Erotic drawings of the 60's and 70's in Leningrad.
Ravishing figures, hilarious stories, tenderest covetousness, wonderfully whimsical situations. 250 sheets of paper, where the drawings delicately shine through the reverse side, "illustrated" by texts (often on both sides), some of them ripped and with scorch marks, others in an almost perfect state of preservation. A real treasure, created in secrecy and now waiting to be lifted.
Eros and art are the very subjects that have accompanied Evgenij Kozlov since early childhood. If you have always been curious about the dreams of a Soviet adolescent and if you still wonder what these young people really learned about life, you will leaf through this album with growing enthusiam. You will make aquaintance with Rosa, Svetlana, Mila, Olga, Elena, Tatyana and many other wise, shy or adventurous girls, as well as with maturer women - they all want to pose for the young artist and, of course, to seduce him. When you finally get to the last of those 500 pages of the album, your only desire will be to start once more at page 1. Because the prodigal lavishness of this work of art offers each regard new charming details in gestures, glances, clothes, indoor furnishing, texts.
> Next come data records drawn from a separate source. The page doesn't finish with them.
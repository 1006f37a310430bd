//! CLI argument definitions using clap
//!
//! Commands:
//! - formsmith types
//! - formsmith generate --input <builder.json>
//! - formsmith validate --input <schema.json>
//! - formsmith preview [--input <schema.json>] [--values <values.json>]
//! - formsmith send --input <builder.json>
//! - formsmith login --email <email> --password <password>
//! - formsmith logout
//!
//! Every command accepts a global `--config <path>`.

use clap::{Parser, Subcommand};
use std::path::PathBuf;

/// formsmith - build, validate and publish dynamic form schemas
#[derive(Parser, Debug)]
#[command(name = "formsmith")]
#[command(version, about, long_about = None)]
pub struct Cli {
    /// Path to configuration file (defaults apply when omitted)
    #[arg(long, global = true)]
    pub config: Option<PathBuf>,

    #[command(subcommand)]
    pub command: Command,
}

#[derive(Subcommand, Debug)]
pub enum Command {
    /// List field types and reservation statuses
    Types,

    /// Normalize and validate builder state, and store the schema
    Generate {
        /// Builder state JSON file
        #[arg(long)]
        input: PathBuf,
    },

    /// Validate a schema file
    Validate {
        /// Schema JSON file
        #[arg(long)]
        input: PathBuf,
    },

    /// Render a schema as a form
    Preview {
        /// Schema JSON file (defaults to the last generated schema)
        #[arg(long)]
        input: Option<PathBuf>,

        /// Entered values to fill in
        #[arg(long)]
        values: Option<PathBuf>,
    },

    /// Validate builder state and send it to the server
    Send {
        /// Builder state JSON file
        #[arg(long)]
        input: PathBuf,
    },

    /// Log in and store the session token
    Login {
        #[arg(long)]
        email: String,

        #[arg(long)]
        password: String,
    },

    /// Remove the stored session
    Logout,
}

impl Cli {
    /// Parse command line arguments
    pub fn parse_args() -> Self {
        Cli::parse()
    }
}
And thus what guides the artist enchants the beholder: absolute devotion to his subject matter.
This album is a canticle to desire.
After a classical art training, Evgenij Kozlov (born in Leningrad/St. Petersburg in 1955, lives and works in Berlin) became a member of the leading Leningrad avantgarde art group of the eighties "The New Artists". He opened in the late 80's the studio "RUSSKOEE POLEE/The Russian Field" on the Fontanka Embankment in Leningrad, which immediately became a meeting place of artists, international curators and journalists. He moved to Gemrany in 1993 and opened "RUSSKOEE POLEE/The Russian Field No 2" in an old factory in the historical center of Berlin with the photographer Hannelore Fobo. Again "The Russian Field" became a center for the Russian and international art-community in Berlin, and the size of the place gave the artist the possibility to further develop his artistic ideas on a large scale.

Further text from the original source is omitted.